OK, I confess—I don’t know much about color design in my garden. I’m just pleased when my plants thrive. However, on visits to other gardens, I appreciate the bright (or subtle) combinations. How does that happen?

Recently, I walked through Rebecca Sweet’s elegantly designed backyard in Northern California—a symphony of greens and blues, with accents like bright magenta Loropetalum ‘Razzleberry’. Rebecca’s the owner of the landscape design firm, Harmony in the Garden and also co-author of Garden Up—Smart vertical gardening for small and large spaces. In September, her next book comes out—Refresh Your Garden Design with Color, Texture & Form. She’s the perfect person to help me raise my color consciousness.

Start with what’s familiar. Rebecca laughs when she tells me: “I used to say—‘If you can dress yourself, you can figure out garden color.’ But then I realized that was terrible advice when I looked around and saw how badly some people dress.”

Wardrobe disasters aside, she advises me to notice which colors I prefer to wear or use in my home—especially accessories like throw pillows. “Is it bold primaries, jewel tones, or earth shades?”

Now, Rebecca says, I have a choice. I can find plants—both flowers and foliage—that reflect what I already like. Or, I can be oppositional. If I favor neutrals in clothing, she suggests, “Have the courage to pair up purple and orange in the garden. Experiment and go temporarily crazy—you can always tear the plants out. They’re easy to get rid of.”
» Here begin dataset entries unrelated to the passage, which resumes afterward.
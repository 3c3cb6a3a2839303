//! Settings and directive errors

use std::io;
use std::path::PathBuf;
use thiserror::Error;

/// Failure to read, write or validate a settings file
#[derive(Error, Debug)]
pub enum SettingsError {
    #[error("Cannot read settings file {}: {source}", .path.display())]
    Read {
        path: PathBuf,
        #[source]
        source: io::Error,
    },

    #[error("Cannot write settings file {}: {source}", .path.display())]
    Write {
        path: PathBuf,
        #[source]
        source: io::Error,
    },

    /// A value is out of range
    #[error("Invalid setting '{key}': {reason}")]
    InvalidSetting { key: &'static str, reason: &'static str },

    /// Only `.json` and `.toml` files are understood
    #[error("Unsupported settings format: {}", .0.display())]
    UnsupportedFormat(PathBuf),

    #[error("Malformed JSON settings: {0}")]
    Json(#[from] serde_json::Error),

    #[error("Malformed TOML settings: {0}")]
    TomlParse(#[from] toml::de::Error),

    #[error("Cannot encode settings as TOML: {0}")]
    TomlEncode(#[from] toml::ser::Error),
}

/// A `;P2PP` directive that could not be applied
#[derive(Error, Debug, Clone, PartialEq)]
pub enum DirectiveError {
    #[error("Unknown directive: {0}")]
    UnknownKey(String),

    #[error("Invalid value for directive '{key}': '{value}'")]
    InvalidValue { key: String, value: String },
}

pub type SettingsResult<T> = Result<T, SettingsError>;

pub type DirectiveResult<T> = Result<T, DirectiveError>;

#[cfg(test)]
mod tests {
    use super::*;

    #[test]
    fn test_settings_error_display() {
        let err = SettingsError::Read {
            path: PathBuf::from("/tmp/missing.toml"),
            source: io::Error::new(io::ErrorKind::NotFound, "not found"),
        };
        assert_eq!(
            err.to_string(),
            "Cannot read settings file /tmp/missing.toml: not found"
        );

        let err = SettingsError::InvalidSetting {
            key: "printer.layer_height",
            reason: "must be > 0",
        };
        assert_eq!(err.to_string(), "Invalid setting 'printer.layer_height': must be > 0");
    }

    #[test]
    fn test_directive_error_display() {
        let err = DirectiveError::InvalidValue {
            key: "SPLICEOFFSET".to_string(),
            value: "abc".to_string(),
        };
        assert_eq!(err.to_string(), "Invalid value for directive 'SPLICEOFFSET': 'abc'");
    }
}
Shop early and often. “Make sure you have a mix of seasonal colors,” Rebecca says. “Plants have different bloom times. Don’t just buy from the annual aisle in spring.”

Instead, plan several nursery trips throughout the year, always adding to the favored color mix. And when shopping, she tells me, “Think beyond the flowers to foliage, stems, and berries for year-round interest.” Good advice for both garden and greenhouse.
Create one-color combos. For guaranteed success, mix and match a single color. Here’s Rebecca’s recipe for break-out orange.

Plant in a two-foot diameter container:

  • Lantana Luscious® Berry Blend™ —pale peach to orange-red blooms
  • Heuchera ‘Peach Flambe’—rounded orange foliage
  • Calendula officinalis—bright orange cool-season flowers
  • Carex testacea—brown-orange sedge grass

-An orange glass ball—a bit of non-living bling

I can’t wait to change up my garden’s wardrobe.